The Phantom Carriage

The Phantom Carriage ★★★★★

Collecting the last soul to die at the climax of each year, Death's chariot finds it's new driver just before the clock strikes midnight in this powerful depiction of this famous Swedish legend. The aforementioned final soul to die happens to be an abusive, alcoholic wreck of a man who, as Sjostrom makes his case, is presented to us as an audience to judge. The Phantom Carriage is an extraordinarily rich and technically impressive silent gem with strong shades of Dickensian storytelling, culminating in a deeply moving morality tale that broke several technical barriers as well.

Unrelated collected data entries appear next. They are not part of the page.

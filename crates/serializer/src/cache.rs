use crate::context::{ReadCx, WriteCx};
use crate::convert::{AsyncSink, AsyncSource, Converter};
use crate::error::Error;
use fxhash::FxHashMap;
use msgpack::{Reader, Writer};
use shape::Value;
use std::sync::{Arc, RwLock};

/// Converters are memoized by shape identity: the provider's allocation
/// address plus the shape id, extended with a fingerprint distinguishing
/// member-influenced builds (comparer designations, payload cores) from
/// neutral ones.
#[derive(Clone, Copy, Debug, PartialEq, Eq, Hash)]
pub(crate) struct CacheKey {
    pub provider: usize,
    pub shape: u32,
    pub fingerprint: u64,
}

enum Slot {
    Ready(Arc<dyn Converter>),
    Building(Arc<DelayedConverter>),
}

/// Shape-keyed memo table. Recursive builds of a shape already under
/// construction receive its delayed slot, which forwards to the finished
/// converter once construction completes; this is what makes cyclic type
/// graphs build without double construction or unbounded recursion.
#[derive(Default)]
pub(crate) struct ConverterCache {
    slots: RwLock<FxHashMap<CacheKey, Slot>>,
}

impl ConverterCache {
    pub fn new() -> ConverterCache {
        ConverterCache::default()
    }

    pub fn get_or_build<F>(&self, key: CacheKey, build: F) -> Result<Arc<dyn Converter>, Error>
    where
        F: FnOnce() -> Result<Arc<dyn Converter>, Error>,
    {
        {
            let slots = self.slots.read().unwrap();
            match slots.get(&key) {
                Some(Slot::Ready(converter)) => return Ok(converter.clone()),
                Some(Slot::Building(delayed)) => {
                    let forwarded: Arc<dyn Converter> = delayed.clone();
                    return Ok(forwarded);
                }
                None => {}
            }
        }

        let delayed = Arc::new(DelayedConverter::default());
        {
            let mut slots = self.slots.write().unwrap();
            // A concurrent builder may have won the race for this key.
            match slots.get(&key) {
                Some(Slot::Ready(converter)) => return Ok(converter.clone()),
                Some(Slot::Building(other)) => {
                    let forwarded: Arc<dyn Converter> = other.clone();
                    return Ok(forwarded);
                }
                None => slots.insert(key, Slot::Building(delayed.clone())),
            };
        }

        match build() {
            Ok(converter) => {
                delayed.resolve(converter.clone());
                self.slots
                    .write()
                    .unwrap()
                    .insert(key, Slot::Ready(converter.clone()));
                tracing::debug!(shape = key.shape, "built converter");
                Ok(converter)
            }
            Err(err) => {
                self.slots.write().unwrap().remove(&key);
                Err(err)
            }
        }
    }
}

/// The placeholder installed while a converter is under construction.
/// Participants of a shape cycle hold this and route through it forever;
/// the indirection costs one pointer load per call.
#[derive(Default)]
pub(crate) struct DelayedConverter {
    target: RwLock<Option<Arc<dyn Converter>>>,
}

impl DelayedConverter {
    fn resolve(&self, target: Arc<dyn Converter>) {
        *self.target.write().unwrap() = Some(target);
    }

    fn resolved(&self) -> Result<Arc<dyn Converter>, Error> {
        self.target
            .read()
            .unwrap()
            .clone()
            .ok_or_else(|| Error::invalid("converter invoked before its construction completed"))
    }
}

#[async_trait::async_trait]
impl Converter for DelayedConverter {
    fn write(&self, w: &mut Writer, value: &Value, cx: &mut WriteCx) -> Result<(), Error> {
        self.resolved()?.write(w, value, cx)
    }

    fn read(&self, r: &mut Reader<'_>, cx: &mut ReadCx) -> Result<Value, Error> {
        self.resolved()?.read(r, cx)
    }

    async fn write_to(
        &self,
        sink: &mut AsyncSink<'_>,
        value: &Value,
        cx: &mut WriteCx,
    ) -> Result<(), Error> {
        self.resolved()?.write_to(sink, value, cx).await
    }

    async fn read_from(&self, src: &mut AsyncSource<'_>, cx: &mut ReadCx) -> Result<Value, Error> {
        self.resolved()?.read_from(src, cx).await
    }

    fn prefer_async(&self) -> bool {
        match self.resolved() {
            Ok(converter) => converter.prefer_async(),
            Err(_) => false,
        }
    }

    fn schema(&self) -> serde_json::Value {
        match self.resolved() {
            Ok(converter) => converter.schema(),
            // A schema request mid-cycle yields the permissive schema.
            Err(_) => serde_json::Value::Bool(true),
        }
    }
}

#[cfg(test)]
mod test {
    use super::*;
    use serde_json::json;

    struct Marker(u32);

    #[async_trait::async_trait]
    impl Converter for Marker {
        fn write(&self, _w: &mut Writer, _v: &Value, _cx: &mut WriteCx) -> Result<(), Error> {
            Ok(())
        }
        fn read(&self, _r: &mut Reader<'_>, _cx: &mut ReadCx) -> Result<Value, Error> {
            Ok(Value::Nil)
        }
        fn schema(&self) -> serde_json::Value {
            json!(self.0)
        }
    }

    fn key(shape: u32) -> CacheKey {
        CacheKey {
            provider: 1,
            shape,
            fingerprint: 0,
        }
    }

    #[test]
    fn test_memoization_is_by_identity() {
        let cache = ConverterCache::new();

        let first = cache
            .get_or_build(key(1), || Ok(Arc::new(Marker(1)) as Arc<dyn Converter>))
            .unwrap();
        let second = cache
            .get_or_build(key(1), || panic!("must not rebuild"))
            .unwrap();
        assert!(Arc::ptr_eq(&first, &second));

        let other = cache
            .get_or_build(key(2), || Ok(Arc::new(Marker(2)) as Arc<dyn Converter>))
            .unwrap();
        assert!(!Arc::ptr_eq(&first, &other));
    }

    #[test]
    fn test_recursive_build_receives_delayed_slot() {
        let cache = ConverterCache::new();

        let built = cache
            .get_or_build(key(1), || {
                // Re-entrant request for the same key, as a cyclic shape
                // graph produces.
                let inner = cache.get_or_build(key(1), || panic!("must not recurse"))?;
                assert_eq!(inner.schema(), serde_json::Value::Bool(true));
                Ok(Arc::new(Marker(7)) as Arc<dyn Converter>)
            })
            .unwrap();

        assert_eq!(built.schema(), json!(7));

        // The delayed slot handed out mid-build now routes to the real
        // converter.
        let cached = cache.get_or_build(key(1), || panic!("built twice")).unwrap();
        assert_eq!(cached.schema(), json!(7));
    }

    #[test]
    fn test_failed_build_leaves_cache_reusable() {
        let cache = ConverterCache::new();

        let failed = cache.get_or_build(key(3), || Err(Error::invalid("nope")));
        assert!(failed.is_err());

        let recovered = cache
            .get_or_build(key(3), || Ok(Arc::new(Marker(3)) as Arc<dyn Converter>))
            .unwrap();
        assert_eq!(recovered.schema(), json!(3));
    }
}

The proposed ideas here are fascinating; far more complex and layered than I've seen in films of this sort. It's a film that strives for inward realism, a Faustian tale with alcoholism as the chosen evil. Strong shades of Darwinism and Christianity clash; sort of asserting that god helps those who help themselves. The core figure, the drunkard, is one presented with a profound ambiguity. He's violent, brutish and worthless as far as a human being's value is measured, but this is merely a side to a rounded man. We see he loved and treasured his children once, and was a loving husband to his now suffering wife. That's why the film is so profoundly sad, there's a good man trapped inside the bad. By all accounts, we should feel no pity for this figure. He's had his chance, and decided to turn his back on any chance at happiness in pursuit of a hazy contentment. Death has came to him. While The Phantom Carriage is often obsessed with the emptiness of death, it is undeniably one that in the end affirms the importance of life.